▶ _What to work on_
Search the listing for the string "descendants" and copy every line that contains it.

▶ _Supplied data_
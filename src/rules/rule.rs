use regex::{Regex, RegexBuilder};
use serde::Serialize;

use crate::errors::{RewriteError, RewriteResult};

/// Longest NAME an OFX 1.02 consumer accepts.
pub const MAX_NAME_LEN: usize = 31;

/// Where a matching rule takes the payee name from.
#[derive(Debug, Clone, PartialEq, Eq, Serialize)]
pub enum NameSource {
    /// Capture group of the match (0 is the whole match), cut to
    /// [`MAX_NAME_LEN`] characters.
    CaptureIndex(usize),
    /// Fixed name, used verbatim.
    Literal(String),
}

/// One entry of a rule table: a case-insensitive pattern searched anywhere
/// in the memo, and the source of the derived name.
#[derive(Debug, Clone)]
pub struct Rule {
    matcher: Regex,
    source: NameSource,
}

impl Rule {
    pub fn new(pattern: &str, source: NameSource) -> RewriteResult<Self> {
        let matcher = RegexBuilder::new(pattern)
            .case_insensitive(true)
            .build()
            .map_err(|source| RewriteError::InvalidRule {
                pattern: pattern.to_string(),
                source,
            })?;

        if let NameSource::CaptureIndex(index) = source {
            if index >= matcher.captures_len() {
                return Err(RewriteError::InvalidRuleTable(format!(
                    "pattern {pattern:?} has no capture group {index}"
                )));
            }
        }

        Ok(Self { matcher, source })
    }

    pub fn capture(pattern: &str, index: usize) -> RewriteResult<Self> {
        Self::new(pattern, NameSource::CaptureIndex(index))
    }

    pub fn literal(pattern: &str, name: &str) -> RewriteResult<Self> {
        Self::new(pattern, NameSource::Literal(name.to_string()))
    }

    pub fn pattern(&self) -> &str {
        self.matcher.as_str()
    }

    pub fn source(&self) -> &NameSource {
        &self.source
    }

    /// Name for `memo` if this rule matches it.
    ///
    /// A memo ending in a single `\n` is retried without it, so `$` may
    /// match just before a final newline. A capture group that did not take
    /// part in the match yields an empty name.
    pub fn derive_name(&self, memo: &str) -> Option<String> {
        let caps = self
            .matcher
            .captures(memo)
            .or_else(|| memo.strip_suffix('\n').and_then(|m| self.matcher.captures(m)))?;
        let name = match &self.source {
            NameSource::CaptureIndex(index) => caps
                .get(*index)
                .map(|m| truncate_name(m.as_str()))
                .unwrap_or_default(),
            NameSource::Literal(name) => name.clone(),
        };
        Some(name)
    }
}

/// Cut to the first [`MAX_NAME_LEN`] characters.
pub fn truncate_name(name: &str) -> String {
    name.chars().take(MAX_NAME_LEN).collect()
}

#[cfg(test)]
mod tests {
    use super::*;
    use rstest::rstest;

    #[rstest]
    #[case("short", "short")]
    #[case("", "")]
    #[case("CARDTRONICS C2SJ VSD38839 CARSON, CA", "CARDTRONICS C2SJ VSD38839 CARSO")]
    #[case("0123456789012345678901234567890", "0123456789012345678901234567890")]
    #[case("01234567890123456789012345678901", "0123456789012345678901234567890")]
    #[case("ÉÉÉÉÉÉÉÉÉÉÉÉÉÉÉÉÉÉÉÉÉÉÉÉÉÉÉÉÉÉÉÉÉ", "ÉÉÉÉÉÉÉÉÉÉÉÉÉÉÉÉÉÉÉÉÉÉÉÉÉÉÉÉÉÉÉ")]
    fn test_truncate_name(#[case] input: &str, #[case] expected: &str) {
        assert_eq!(truncate_name(input), expected);
    }

    #[test]
    fn test_capture_rule_is_case_insensitive_search() {
        let rule = Rule::capture(r"withdrawal to", 0).unwrap();
        assert_eq!(
            rule.derive_name("Transfer: WITHDRAWAL TO Savings"),
            Some("WITHDRAWAL TO".to_string())
        );
    }

    #[test]
    fn test_anchored_rule_requires_prefix() {
        let rule = Rule::capture(r"^Prenote", 0).unwrap();
        assert_eq!(rule.derive_name("prenote 123"), Some("prenote".to_string()));
        assert_eq!(rule.derive_name("ACH Prenote"), None);
    }

    #[test]
    fn test_literal_ignores_match_content() {
        let rule = Rule::literal(r"^Monthly Interest Paid", "Capital One").unwrap();
        assert_eq!(
            rule.derive_name("MONTHLY INTEREST PAID for September, a very long memo text"),
            Some("Capital One".to_string())
        );
    }

    #[test]
    fn test_literal_is_not_truncated() {
        let long = "L".repeat(40);
        let rule = Rule::literal("x", &long).unwrap();
        assert_eq!(rule.derive_name("x"), Some(long));
    }

    #[test]
    fn test_capture_is_truncated() {
        let rule = Rule::capture(r"^Withdrawal from\s+(.*)$", 1).unwrap();
        let memo = format!("Withdrawal from {}", "B".repeat(50));
        assert_eq!(rule.derive_name(&memo), Some("B".repeat(31)));
    }

    #[rstest]
    #[case("Withdrawal from CHASE\n", Some("CHASE"))]
    #[case("Withdrawal from CHASE", Some("CHASE"))]
    #[case("Withdrawal from CHASE\n\n", None)]
    #[case("Withdrawal from CHASE\nEXTRA", None)]
    fn test_end_anchor_allows_one_final_newline(#[case] memo: &str, #[case] expected: Option<&str>) {
        let rule = Rule::capture(r"^Withdrawal from\s+(.*)$", 1).unwrap();
        assert_eq!(rule.derive_name(memo).as_deref(), expected);
    }

    #[test]
    fn test_non_participating_group_yields_empty_name() {
        let rule = Rule::capture(r"^Deposit( from .*)?", 1).unwrap();
        assert_eq!(rule.derive_name("Deposit"), Some(String::new()));
    }

    #[test]
    fn test_invalid_pattern() {
        let err = Rule::capture(r"(unclosed", 0).unwrap_err();
        assert!(matches!(err, RewriteError::InvalidRule { ref pattern, .. } if pattern == "(unclosed"));
    }

    #[test]
    fn test_capture_index_out_of_range() {
        let err = Rule::capture(r"^Prenote", 1).unwrap_err();
        assert!(matches!(err, RewriteError::InvalidRuleTable(_)));
    }
}
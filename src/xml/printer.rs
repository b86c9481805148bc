use quick_xml::Writer;
use quick_xml::events::{BytesEnd, BytesStart, BytesText, Event};

use super::tree::Element;
use crate::errors::{RewriteError, RewriteResult};

const INDENT: usize = 2;

/// Serialize a subtree with two-space indentation and a trailing newline.
///
/// Output depends only on the tree, so identical trees print identically.
pub fn pretty_print(element: &Element) -> RewriteResult<String> {
    let mut writer = Writer::new_with_indent(Vec::new(), b' ', INDENT);
    write_element(&mut writer, element)?;

    let mut out = String::from_utf8(writer.into_inner())
        .map_err(|e| RewriteError::EncodeFailed(e.to_string()))?;
    out.push('\n');
    Ok(out)
}

fn write_element(writer: &mut Writer<Vec<u8>>, element: &Element) -> RewriteResult<()> {
    let mut start = BytesStart::new(element.name.as_str());
    for (key, value) in &element.attributes {
        start.push_attribute((key.as_str(), value.as_str()));
    }

    if element.text.is_none() && element.children.is_empty() {
        writer.write_event(Event::Empty(start))?;
        return Ok(());
    }

    writer.write_event(Event::Start(start))?;
    if let Some(text) = &element.text {
        writer.write_event(Event::Text(BytesText::new(text)))?;
    }
    for child in &element.children {
        write_element(writer, child)?;
    }
    writer.write_event(Event::End(BytesEnd::new(element.name.as_str())))?;
    Ok(())
}
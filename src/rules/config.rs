use serde::Deserialize;

use super::rule::{NameSource, Rule};
use crate::errors::{RewriteError, RewriteResult};

#[derive(Debug, Deserialize)]
#[serde(deny_unknown_fields)]
pub(super) struct RuleFile {
    #[serde(default)]
    pub(super) rules: Vec<RuleEntry>,
}

/// One `[[rules]]` entry; exactly one of `capture` / `name` must be set.
#[derive(Debug, Deserialize)]
#[serde(deny_unknown_fields)]
pub(super) struct RuleEntry {
    pattern: String,
    #[serde(default)]
    capture: Option<usize>,
    #[serde(default)]
    name: Option<String>,
}

impl TryFrom<RuleEntry> for Rule {
    type Error = RewriteError;

    fn try_from(entry: RuleEntry) -> Result<Self, Self::Error> {
        let source = match (entry.capture, entry.name) {
            (Some(index), None) => NameSource::CaptureIndex(index),
            (None, Some(name)) => NameSource::Literal(name),
            (Some(_), Some(_)) => {
                return Err(RewriteError::InvalidRuleTable(format!(
                    "rule {:?} sets both `capture` and `name`",
                    entry.pattern
                )));
            }
            (None, None) => {
                return Err(RewriteError::InvalidRuleTable(format!(
                    "rule {:?} needs `capture` or `name`",
                    entry.pattern
                )));
            }
        };
        Rule::new(&entry.pattern, source)
    }
}

pub(super) fn parse_rule_file(content: &str) -> RewriteResult<Vec<Rule>> {
    let file: RuleFile =
        toml::from_str(content).map_err(|e| RewriteError::InvalidRuleTable(e.to_string()))?;
    file.rules.into_iter().map(Rule::try_from).collect()
}
use crate::errors::RewriteError;
use chrono::NaiveDate;
use serde::{Deserialize, Serialize};

/// Raw OFX datetime (`YYYYMMDD[HHMMSS[.XXX]][[TZ]]`).
#[derive(Debug, Clone, PartialEq, Eq, Serialize, Deserialize)]
#[serde(transparent)]
pub struct QfxDate(String);

impl QfxDate {
    pub fn as_str(&self) -> &str {
        &self.0
    }
}

impl From<String> for QfxDate {
    fn from(value: String) -> Self {
        Self(value)
    }
}

impl From<&str> for QfxDate {
    fn from(value: &str) -> Self {
        Self(value.to_string())
    }
}

impl TryFrom<&QfxDate> for NaiveDate {
    type Error = RewriteError;

    /// Only the calendar date is kept; time and zone are ignored.
    fn try_from(date: &QfxDate) -> Result<Self, Self::Error> {
        let digits = date
            .0
            .trim()
            .get(..8)
            .filter(|d| d.bytes().all(|b| b.is_ascii_digit()))
            .ok_or(RewriteError::QfxDateInvalidFormat)?;

        NaiveDate::parse_from_str(digits, "%Y%m%d").map_err(|_| RewriteError::QfxDateInvalidFormat)
    }
}
use qfx_name_from_memo::{RewriteBuilder, RuleTable};
use std::env;

fn main() -> Result<(), Box<dyn std::error::Error>> {
    let args: Vec<String> = env::args().collect();

    let file_path = if args.len() > 1 {
        &args[1]
    } else {
        println!("Using sample QFX data from tests/fixtures/capital_one_360.qfx\n");
        println!("Usage: cargo run --example rewrite_qfx [path/to/in.qfx] [path/to/out.qfx]\n");
        "tests/fixtures/capital_one_360.qfx"
    };

    println!("Built-in rules:");
    for (i, rule) in RuleTable::default().iter().enumerate() {
        println!("  #{} {} -> {:?}", i + 1, rule.pattern(), rule.source());
    }
    println!();

    if let Some(out_path) = args.get(2) {
        let report = RewriteBuilder::new()
            .input(file_path)
            .output(out_path)
            .skip_unmatched(true)
            .run()?;
        println!(
            "Wrote {}: {} rewritten, {} skipped, {} untouched",
            out_path, report.rewritten, report.skipped, report.untouched
        );
        return Ok(());
    }

    let rewritten = RewriteBuilder::new()
        .input(file_path)
        .skip_unmatched(true)
        .rewrite()?;

    println!(
        "{} rewritten, {} skipped, {} untouched\n",
        rewritten.report.rewritten, rewritten.report.skipped, rewritten.report.untouched
    );
    print!("{}", rewritten.output);

    Ok(())
}
use std::str::FromStr;

use chrono::NaiveDate;
use rust_decimal::Decimal;
use serde::{Deserialize, Serialize};

use super::types::QfxDate;
use crate::errors::{RewriteError, RewriteResult};
use crate::xml::{Element, pretty_print};

#[derive(Debug, Deserialize)]
pub(super) struct StmtTrnRaw {
    #[serde(rename = "TRNTYPE", default)]
    trn_type: Option<String>,
    #[serde(rename = "DTPOSTED", default)]
    dt_posted: Option<QfxDate>,
    #[serde(rename = "TRNAMT", default)]
    amount: Option<String>,
    #[serde(rename = "FITID", default)]
    fitid: Option<String>,
    #[serde(rename = "NAME", default)]
    name: Option<String>,
    #[serde(rename = "MEMO", default)]
    memo: Option<String>,
}

/// Typed view of a `STMTTRN` node, used for log lines and error context.
#[derive(Debug, Clone, Default, PartialEq, Serialize)]
pub struct TransactionInfo {
    pub trn_type: Option<String>,
    pub posted: Option<NaiveDate>,
    pub amount: Option<Decimal>,
    pub fitid: Option<String>,
    pub name: Option<String>,
    pub memo: Option<String>,
}

impl TransactionInfo {
    /// Read the standard transaction fields out of a `STMTTRN` element.
    pub fn from_element(element: &Element) -> RewriteResult<Self> {
        let xml = pretty_print(element)?;
        let raw: StmtTrnRaw = serde_xml_rs::from_str(&xml)
            .map_err(|e| RewriteError::ParseFailed(format!("transaction fields: {e}")))?;
        raw.try_into()
    }

    /// Short human label, e.g. `FITID 201910040001 on 2019-10-04 (-10.00)`.
    pub fn label(&self) -> String {
        let mut label = format!("FITID {}", self.fitid.as_deref().unwrap_or("?"));
        if let Some(posted) = self.posted {
            label.push_str(&format!(" on {posted}"));
        }
        if let Some(amount) = self.amount {
            label.push_str(&format!(" ({amount})"));
        }
        label
    }
}

impl TryFrom<StmtTrnRaw> for TransactionInfo {
    type Error = RewriteError;

    fn try_from(raw: StmtTrnRaw) -> Result<Self, Self::Error> {
        let posted = raw
            .dt_posted
            .as_ref()
            .map(NaiveDate::try_from)
            .transpose()?;
        let amount = raw
            .amount
            .as_deref()
            .map(|a| Decimal::from_str(a.trim()))
            .transpose()
            .map_err(|e| RewriteError::ParseFailed(format!("Invalid amount: {e}")))?;

        Ok(TransactionInfo {
            trn_type: raw.trn_type,
            posted,
            amount,
            fitid: raw.fitid,
            name: raw.name,
            memo: raw.memo,
        })
    }
}
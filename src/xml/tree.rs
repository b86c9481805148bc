/// A mutable XML element: tag, ordered attributes, text and child elements.
///
/// Mixed content is folded into `text`; comments and processing instructions
/// are not kept.
#[derive(Debug, Clone, PartialEq, Eq, Default)]
pub struct Element {
    pub name: String,
    pub attributes: Vec<(String, String)>,
    pub text: Option<String>,
    pub children: Vec<Element>,
}

impl Element {
    pub fn new(name: impl Into<String>) -> Self {
        Self {
            name: name.into(),
            ..Self::default()
        }
    }

    pub fn with_text(name: impl Into<String>, text: impl Into<String>) -> Self {
        Self {
            name: name.into(),
            text: Some(text.into()),
            ..Self::default()
        }
    }

    /// Namespace prefix of the tag, if any (`ns1` for `ns1:STMTTRN`).
    pub fn prefix(&self) -> Option<&str> {
        self.name.split_once(':').map(|(prefix, _)| prefix)
    }

    /// Tag without its namespace prefix.
    pub fn local_name(&self) -> &str {
        self.name
            .split_once(':')
            .map(|(_, local)| local)
            .unwrap_or(&self.name)
    }

    pub fn attribute(&self, key: &str) -> Option<&str> {
        self.attributes
            .iter()
            .find(|(k, _)| k == key)
            .map(|(_, v)| v.as_str())
    }

    pub fn is_leaf(&self) -> bool {
        self.children.is_empty()
    }

    /// First direct child with the given tag.
    pub fn child(&self, name: &str) -> Option<&Element> {
        self.children.iter().find(|c| c.name == name)
    }

    pub fn child_mut(&mut self, name: &str) -> Option<&mut Element> {
        self.children.iter_mut().find(|c| c.name == name)
    }

    pub fn child_text(&self, name: &str) -> Option<&str> {
        self.child(name).and_then(|c| c.text.as_deref())
    }

    pub fn count_children(&self, name: &str) -> usize {
        self.children.iter().filter(|c| c.name == name).count()
    }

    /// Append a new `<name>text</name>` child and return it.
    pub fn push_text_child(&mut self, name: impl Into<String>, text: impl Into<String>) -> &mut Element {
        self.children.push(Element::with_text(name, text));
        let last = self.children.len() - 1;
        &mut self.children[last]
    }

    /// Remove the first direct child with the given tag, returning it.
    pub fn remove_child(&mut self, name: &str) -> Option<Element> {
        let index = self.children.iter().position(|c| c.name == name)?;
        Some(self.children.remove(index))
    }

    /// All descendants in document order, excluding `self`.
    pub fn descendants(&self) -> Vec<&Element> {
        let mut out = Vec::new();
        let mut stack: Vec<&Element> = self.children.iter().rev().collect();
        while let Some(el) = stack.pop() {
            out.push(el);
            stack.extend(el.children.iter().rev());
        }
        out
    }

    /// Visit every descendant mutably in document order, stopping at the
    /// first error. A visited element's children are walked after `f` returns.
    pub fn try_for_each_descendant_mut<E, F>(&mut self, f: &mut F) -> Result<(), E>
    where
        F: FnMut(&mut Element) -> Result<(), E>,
    {
        for child in self.children.iter_mut() {
            f(child)?;
            child.try_for_each_descendant_mut(f)?;
        }
        Ok(())
    }
}
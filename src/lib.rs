//! Repair QFX/OFX exports that lack a payee `NAME` by deriving it from the
//! `MEMO` field, then re-encode them as OFX 1.02.
//!
//! ```rust,ignore
//! use qfx_name_from_memo::RewriteBuilder;
//!
//! let rewritten = RewriteBuilder::new()
//!     .content(&file_content)
//!     .rewrite()?;
//! ```

mod builder;

pub mod encoder;
pub mod engine;
pub mod errors;
pub mod qfx;
pub mod rules;
pub mod xml;

#[cfg(feature = "cli")]
pub mod cli;
#[cfg(feature = "cli")]
pub mod logger;

pub use builder::{RewriteBuilder, Rewritten};
pub use engine::{Outcome, RewriteReport, UnmatchedPolicy, process_document, process_transaction};
pub use errors::{RewriteError, RewriteResult};
pub use qfx::TransactionInfo;
pub use rules::{MAX_NAME_LEN, NameSource, Rule, RuleTable};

▶ _Answer to this problem_
    /// All descendants in document order, excluding `self`.
    pub fn descendants(&self) -> Vec<&Element> {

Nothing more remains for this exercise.